══ Input records
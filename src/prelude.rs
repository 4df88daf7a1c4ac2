//! The `venom-block-decoder` prelude.
//!
//! This brings into scope a number of traits and commonly used types.

pub use crate::boc::Boc;
pub use crate::cell::{
    CellBuilder, CellDescriptor, CellIndex, CellRef, CellSlice, CellTree, HashBytes, Load,
};
pub use crate::error::Error;
pub use crate::models::{
    Block, BlockInfo, BlockRef, CurrencyCollection, Deferred, ShardIdent, TlbTag, ValueFlow,
};
pub use crate::num::Tokens;
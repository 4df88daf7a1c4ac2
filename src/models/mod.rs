//! Blockchain models.

use crate::cell::CellSlice;
use crate::error::Error;
use crate::util::unlikely;

pub use block::*;
pub use currency::*;
pub use global_version::*;
pub use tag::TlbTag;

#[macro_use]
mod tag;

pub mod block;
pub mod currency;
pub mod global_version;

/// A field which may be left undecoded.
///
/// Distinguishes an absent (decoded, empty) value from a subtree which
/// exists but is not parsed by this crate.
#[derive(Debug, Clone, Eq, PartialEq, serde::Serialize)]
#[serde(rename_all = "snake_case")]
pub enum Deferred<T> {
    /// The subtree exists but was skipped.
    NotDecoded,
    /// Fully decoded value.
    Decoded(T),
}

impl<T> Deferred<T> {
    /// Returns `true` if the value was decoded.
    #[inline]
    pub const fn is_decoded(&self) -> bool {
        matches!(self, Self::Decoded(_))
    }

    /// Returns the decoded value or an [`UnsupportedField`] error
    /// with the specified names.
    ///
    /// [`UnsupportedField`]: Error::UnsupportedField
    pub fn get(&self, record: &'static str, field: &'static str) -> Result<&T, Error> {
        match self {
            Self::Decoded(value) => Ok(value),
            Self::NotDecoded => Err(Error::UnsupportedField { record, field }),
        }
    }
}

impl<T> From<T> for Deferred<T> {
    #[inline]
    fn from(value: T) -> Self {
        Self::Decoded(value)
    }
}

/// Uninhabited type for subtrees which are never decoded.
#[derive(Debug, Clone, Copy, Eq, PartialEq, serde::Serialize)]
pub enum Opaque {}

/// Loads the root of a `HashmapE`.
///
/// An empty dictionary is decoded as the default value, a non-empty one
/// consumes the root reference and is kept as [`Deferred::NotDecoded`].
pub fn load_dict_root<T: Default>(slice: &mut CellSlice<'_>) -> Result<Deferred<T>, Error> {
    if !ok!(slice.get_bit(0)) {
        ok!(slice.skip_bits(1));
        return Ok(Deferred::Decoded(T::default()));
    }

    if unlikely(slice.remaining_refs() == 0) {
        return Err(Error::UnexpectedEndOfData);
    }
    ok!(slice.skip_bits(1));
    ok!(slice.skip_references(1));
    Ok(Deferred::NotDecoded)
}
/// Two descriptor bytes which precede the cell data in the BOC.
#[derive(Debug, Default, Clone, Copy, Eq, PartialEq, Hash)]
#[repr(C)]
pub struct CellDescriptor {
    /// First descriptor byte with a generic info about cell.
    pub d1: u8,
    /// Second descriptor byte with a packed data size.
    pub d2: u8,
}

impl CellDescriptor {
    /// Bit mask to store the number of references in the descriptor.
    pub const REF_COUNT_MASK: u8 = 0b0000_0111;
    /// Bit mask to store the `is_exotic` flag in the descriptor.
    pub const IS_EXOTIC_MASK: u8 = 0b0000_1000;
    /// Bit mask to store the `store_hashes` flag in the descriptor.
    pub const STORE_HASHES_MASK: u8 = 0b0001_0000;
    /// _de Brujn_ level presence mask in the descriptor.
    pub const LEVEL_MASK: u8 = 0b1110_0000;

    /// Computes d1 descriptor byte from parts.
    pub const fn compute_d1(level_mask: u8, is_exotic: bool, ref_count: u8) -> u8 {
        (level_mask << 5) | ((is_exotic as u8) << 3) | (ref_count & Self::REF_COUNT_MASK)
    }

    /// Computes d2 descriptor byte from cell length in bits.
    pub const fn compute_d2(bit_len: u16) -> u8 {
        (((bit_len >> 2) as u8) & !0b1) | ((bit_len % 8 != 0) as u8)
    }

    /// Constructs cell descriptor from descriptor bytes.
    #[inline(always)]
    pub const fn new(bytes: [u8; 2]) -> Self {
        Self {
            d1: bytes[0],
            d2: bytes[1],
        }
    }

    /// Returns the number of child cells.
    #[inline(always)]
    pub const fn reference_count(self) -> u8 {
        self.d1 & Self::REF_COUNT_MASK
    }

    /// Returns whether the cell is not [`Ordinary`].
    ///
    /// [`Ordinary`]: https://docs.everscale.network/arch/cells#ordinary-cells
    #[inline(always)]
    pub const fn is_exotic(self) -> bool {
        self.d1 & Self::IS_EXOTIC_MASK != 0
    }

    /// Returns whether this cell should store hashes in data.
    #[inline(always)]
    pub const fn store_hashes(self) -> bool {
        self.d1 & Self::STORE_HASHES_MASK != 0
    }

    /// Returns the raw level mask (3 bits).
    #[inline(always)]
    pub const fn level_mask(self) -> u8 {
        self.d1 >> 5
    }

    /// Computes the cell level from the level mask.
    #[inline(always)]
    pub const fn level(self) -> u8 {
        self.level_mask().count_ones() as u8
    }

    /// Returns whether this cell's data is 8-bit aligned.
    #[inline(always)]
    pub const fn is_aligned(self) -> bool {
        self.d2 & 1 == 0
    }

    /// Returns this cell's data length in bytes.
    #[inline(always)]
    pub const fn byte_len(self) -> u8 {
        (self.d2 & 1) + (self.d2 >> 1)
    }
}
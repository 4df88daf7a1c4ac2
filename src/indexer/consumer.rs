use std::collections::HashMap;
use std::sync::atomic::{AtomicU64, Ordering};
use std::sync::Arc;

use crate::boc::{self, Boc};
use crate::error::Error;
use crate::indexer::config::{ConfigError, IndexerConfig};
use crate::indexer::route::{ItemKind, Route};
use crate::indexer::subscriber::{DecodedBlock, Subscriber, Subscribers};
use crate::models::Block;

/// Decodes complete item payloads and dispatches them to subscribers.
pub struct Consumer {
    config: IndexerConfig,
    routes: HashMap<Route, Option<Arc<dyn Subscriber>>>,
    delivered: AtomicU64,
    failed: AtomicU64,
}

impl Consumer {
    /// Builds the route table from the config.
    ///
    /// Routes without a subscriber are kept, items for them are rejected
    /// with [`ConsumerError::NoSubscriber`].
    pub fn new(config: IndexerConfig, subscribers: &Subscribers) -> Result<Self, ConfigError> {
        ok!(config.validate());

        let mut routes = HashMap::new();
        for route in config.routes() {
            let subscriber = subscribers.get(&route.handler).cloned();
            if subscriber.is_some() {
                tracing::info!(%route, "registered route");
            } else {
                tracing::warn!(%route, "route has no subscriber");
            }
            routes.insert(route, subscriber);
        }

        Ok(Self {
            config,
            routes,
            delivered: AtomicU64::new(0),
            failed: AtomicU64::new(0),
        })
    }

    /// Returns the consumer config.
    pub fn config(&self) -> &IndexerConfig {
        &self.config
    }

    /// Decodes one complete block payload using the configured encoding.
    pub fn decode(&self, payload: &[u8]) -> Result<DecodedBlock, ConsumerError> {
        let raw = ok!(self
            .config
            .payload_encoding
            .to_raw(payload)
            .map_err(ConsumerError::Boc));
        let file_hash = Boc::file_hash(&raw);

        let tree = ok!(Boc::decode(&raw).map_err(ConsumerError::Boc));
        let Some(root) = tree.root() else {
            return Err(ConsumerError::Boc(boc::de::Error::RootCellNotFound));
        };
        let block = ok!(root.parse::<Block>().map_err(ConsumerError::Decode));

        Ok(DecodedBlock { file_hash, block })
    }

    /// Resolves the route, decodes the payload and dispatches the block.
    ///
    /// Only successful deliveries are counted here.
    pub fn handle(&self, path: &str, payload: &[u8]) -> Result<(), ConsumerError> {
        let (route, subscriber) = ok!(self.resolve(path));
        let block = ok!(self.decode(payload));
        self.dispatch(route, subscriber, &block);
        Ok(())
    }

    /// Handles the item, logging and counting failures.
    ///
    /// Returns `true` if the item was delivered.
    pub fn process(&self, path: &str, payload: &[u8]) -> bool {
        match self.handle(path, payload) {
            Ok(()) => true,
            Err(e) => {
                self.on_failure(path, &e);
                false
            }
        }
    }

    /// Decodes independent payloads in parallel and dispatches them
    /// in the input order.
    ///
    /// Returns the number of delivered items.
    #[cfg(feature = "rayon")]
    pub fn process_batch<P, B>(&self, items: &[(P, B)]) -> usize
    where
        P: AsRef<str> + Sync,
        B: AsRef<[u8]> + Sync,
    {
        use rayon::iter::{IntoParallelRefIterator, ParallelIterator};

        let decoded = items
            .par_iter()
            .map(|(path, payload)| -> Result<_, ConsumerError> {
                let (route, subscriber) = ok!(self.resolve(path.as_ref()));
                let block = ok!(self.decode(payload.as_ref()));
                Ok((route, subscriber, block))
            })
            .collect::<Vec<_>>();

        let mut delivered = 0;
        for ((path, _), item) in items.iter().zip(decoded) {
            match item {
                Ok((route, subscriber, block)) => {
                    self.dispatch(route, subscriber, &block);
                    delivered += 1;
                }
                Err(e) => self.on_failure(path.as_ref(), &e),
            }
        }
        delivered
    }

    /// Returns delivery counters.
    pub fn stats(&self) -> ConsumerStats {
        ConsumerStats {
            delivered: self.delivered.load(Ordering::Relaxed),
            failed: self.failed.load(Ordering::Relaxed),
        }
    }

    fn resolve(&self, path: &str) -> Result<(&Route, &Arc<dyn Subscriber>), ConsumerError> {
        let Ok(route) = path.parse::<Route>() else {
            return Err(ConsumerError::UnknownRoute(path.to_owned()));
        };
        let Some((route, subscriber)) = self.routes.get_key_value(&route) else {
            return Err(ConsumerError::UnknownRoute(path.to_owned()));
        };
        if route.kind != ItemKind::Block {
            return Err(ConsumerError::UnsupportedKind(route.kind));
        }
        match subscriber {
            Some(subscriber) => Ok((route, subscriber)),
            None => Err(ConsumerError::NoSubscriber(route.clone())),
        }
    }

    fn dispatch(&self, route: &Route, subscriber: &Arc<dyn Subscriber>, block: &DecodedBlock) {
        tracing::debug!(
            %route,
            seq_no = block.block.info.seq_no,
            file_hash = %block.file_hash,
            "decoded block"
        );
        subscriber.on_block(block);
        self.delivered.fetch_add(1, Ordering::Relaxed);
    }

    fn on_failure(&self, path: &str, error: &ConsumerError) {
        self.failed.fetch_add(1, Ordering::Relaxed);
        tracing::warn!(route = path, %error, "failed to process item");
    }
}

impl std::fmt::Debug for Consumer {
    fn fmt(&self, f: &mut std::fmt::Formatter<'_>) -> std::fmt::Result {
        f.debug_struct("Consumer")
            .field("config", &self.config)
            .field("stats", &self.stats())
            .finish()
    }
}

/// Delivery counters.
#[derive(Default, Debug, Clone, Copy, Eq, PartialEq)]
pub struct ConsumerStats {
    /// Blocks passed to subscribers.
    pub delivered: u64,
    /// Items skipped because of errors.
    pub failed: u64,
}

/// Error type for item processing.
#[derive(Debug, Clone, Eq, PartialEq, thiserror::Error)]
pub enum ConsumerError {
    /// The path is not a configured route.
    #[error("unknown route `{0}`")]
    UnknownRoute(String),
    /// Items of this kind are not decoded.
    #[error("unsupported item kind `{0}`")]
    UnsupportedKind(ItemKind),
    /// The route has no subscriber.
    #[error("no subscriber for route `{0}`")]
    NoSubscriber(Route),
    /// Malformed BOC.
    #[error("invalid BOC")]
    Boc(#[from] boc::de::Error),
    /// Malformed block.
    #[error("invalid block")]
    Decode(#[from] Error),
}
════
All lines of the records above with the word "empty" in them are to be copied.

/// Distinguishes an absent (decoded, empty) value from a subtree which
/// An empty dictionary is decoded as the default value, a non-empty one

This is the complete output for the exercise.